What is a file format?

  • Not the file extension (e.g. .txt)
  • Particular choice of rules for:
    • What data to store,
    • How to represent it in bits
    • How to organize it on disk
  • Allowing disk-to-memory conversion
    • in either direction
    • consistently and repeatably

Metadata and context

There are considerations outside our data that may influence our choice of file formats. Let's look at that.

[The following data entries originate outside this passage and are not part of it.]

fn context_mut(session: &mut DialogSession) -> Result<&mut DialogContext> {
    let id = session.id.clone();
    session
        .context
        .as_mut()
        .ok_or_else(|| Error::Configuration(format!("Session '{}' has no dialog context", id)))
}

What's the purpose of data?

  • Some files are for publication
    • These require the most care and robustness
  • Some files are for internal use or short duration
    • But listen to optimistic pessimism!
    • It'll be more important & long-lived than you think
  • Many fields have standard practice
    • If you do something else, have a good reason

What's metadata?

  • "Data that describes data"
  • Says how to interpret a representation/file
    • For both the humans and the machines
    • Might be explicit or implicit
  • Expresses assumptions made about the data

More examples of metadata

  • Data provenance? (Source, time, recording setup...)
  • Hyperparameter choices that generated the data?
  • Possible values for categorical observations
    • e.g. 6 quark types, 4 DNA bases, ...
    • "data dictionary"

Where to store metadata

  • In the file itself

    • Most reliable & secure
    • Takes more space
    • Format must support it (somehow)
  • In the filename or directory structure

    • Easy and straightforward
    • until you need to share or re-sort your data
    • leads to long filenames, incomplete capture
  • In a separate file

    • Pro: Explicit, no special tooling needed
    • Con: not automatic, can get lost
    • Can be tricky if you have multiple writers

Where not to store metadata

  • In your head
    • You know what's in untitled_16_final_final.dat
    • I think those numbers mean...
  • In the paper
    • No
  • General tension: what is implicit vs explicit

Simple vs Composite Data

Data often has some sort of natural internal structure. Here's how to describe that.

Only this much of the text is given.